* _What is expected_
Print every line below without adding or leaving out a single word.

* _Data supplied_
+ + + +

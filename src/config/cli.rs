use crate::domain::model::{ScheduleState, DEFAULT_EASINESS_FACTOR, MIN_EASINESS_FACTOR};
use crate::utils::error::{CardError, Result};
use clap::{Args, Parser, Subcommand};
use std::path::PathBuf;

#[derive(Debug, Clone, Parser)]
#[command(name = "cardwise")]
#[command(about = "Spaced-repetition scheduling and AI flashcard generation")]
pub struct Cli {
    /// Path to the TOML configuration file
    #[arg(short, long, default_value = "cardwise.toml")]
    pub config: PathBuf,

    #[arg(short, long, global = true, help = "Enable verbose output")]
    pub verbose: bool,

    #[command(subcommand)]
    pub command: Command,
}

#[derive(Debug, Clone, Subcommand)]
pub enum Command {
    /// Generate candidate flashcards from a text file and print them as JSON
    Generate {
        #[arg(short, long)]
        input: PathBuf,

        #[arg(short = 'n', long, default_value = "10")]
        count: u32,

        /// API key to use instead of the configured one
        #[arg(long)]
        model_key: Option<String>,
    },
    /// Print the schedule that follows a review with the given grade
    Grade {
        #[command(flatten)]
        state: ScheduleArgs,

        #[arg(short, long)]
        grade: u8,
    },
    /// Print the interval each grade would give
    Preview {
        #[command(flatten)]
        state: ScheduleArgs,
    },
}

#[derive(Debug, Clone, Args)]
pub struct ScheduleArgs {
    #[arg(long, default_value_t = 0)]
    pub repetitions: u32,

    #[arg(long, default_value_t = 0)]
    pub interval: u32,

    #[arg(long, default_value_t = DEFAULT_EASINESS_FACTOR)]
    pub easiness: f64,
}

impl ScheduleArgs {
    pub fn to_state(&self) -> Result<ScheduleState> {
        if !self.easiness.is_finite() || self.easiness < MIN_EASINESS_FACTOR {
            return Err(CardError::validation(format!(
                "easiness must be a number of at least {}, got {}",
                MIN_EASINESS_FACTOR, self.easiness
            )));
        }
        Ok(ScheduleState {
            repetitions: self.repetitions,
            interval_days: self.interval,
            easiness_factor: self.easiness,
            due_at: None,
        })
    }
}
#[cfg(feature = "cli")]
pub mod cli;
pub mod toml_config;

#[cfg(feature = "cli")]
pub use cli::Cli;
pub use toml_config::{AppConfig, GenerationConfig, WireFormat};
// Domain layer: card models and the ports the core talks through.

pub mod model;
pub mod ports;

+ + + +

* _Solution for this exercise_
filename src/config/cli.rs
use crate::domain::model::{ScheduleState, DEFAULT_EASINESS_FACTOR, MIN_EASINESS_FACTOR};
use crate::utils::error::{CardError, Result};
use clap::{Args, Parser, Subcommand};
use std::path::PathBuf;

#[derive(Debug, Clone, Parser)]
#[command(name = "cardwise")]
#[command(about = "Spaced-repetition scheduling and AI flashcard generation")]
pub struct Cli {
    /// Path to the TOML configuration file
    #[arg(short, long, default_value = "cardwise.toml")]
    pub config: PathBuf,

    #[arg(short, long, global = true, help = "Enable verbose output")]
    pub verbose: bool,

    #[command(subcommand)]
    pub command: Command,
}

#[derive(Debug, Clone, Subcommand)]
pub enum Command {
    /// Generate candidate flashcards from a text file and print them as JSON
    Generate {
        #[arg(short, long)]
        input: PathBuf,

        #[arg(short = 'n', long, default_value = "10")]
        count: u32,

        /// API key to use instead of the configured one
        #[arg(long)]
        model_key: Option<String>,
    },
    /// Print the schedule that follows a review with the given grade
    Grade {
        #[command(flatten)]
        state: ScheduleArgs,

        #[arg(short, long)]
        grade: u8,
    },
    /// Print the interval each grade would give
    Preview {
        #[command(flatten)]
        state: ScheduleArgs,
    },
}

#[derive(Debug, Clone, Args)]
pub struct ScheduleArgs {
    #[arg(long, default_value_t = 0)]
    pub repetitions: u32,

    #[arg(long, default_value_t = 0)]
    pub interval: u32,

    #[arg(long, default_value_t = DEFAULT_EASINESS_FACTOR)]
    pub easiness: f64,
}

impl ScheduleArgs {
    pub fn to_state(&self) -> Result<ScheduleState> {
        if !self.easiness.is_finite() || self.easiness < MIN_EASINESS_FACTOR {
            return Err(CardError::validation(format!(
                "easiness must be a number of at least {}, got {}",
                MIN_EASINESS_FACTOR, self.easiness
            )));
        }
        Ok(ScheduleState {
            repetitions: self.repetitions,
            interval_days: self.interval,
            easiness_factor: self.easiness,
            due_at: None,
        })
    }
}
#[cfg(feature = "cli")]
pub mod cli;
pub mod toml_config;

#[cfg(feature = "cli")]
pub use cli::Cli;
pub use toml_config::{AppConfig, GenerationConfig, WireFormat};
// Domain layer: card models and the ports the core talks through.

pub mod model;
pub mod ports;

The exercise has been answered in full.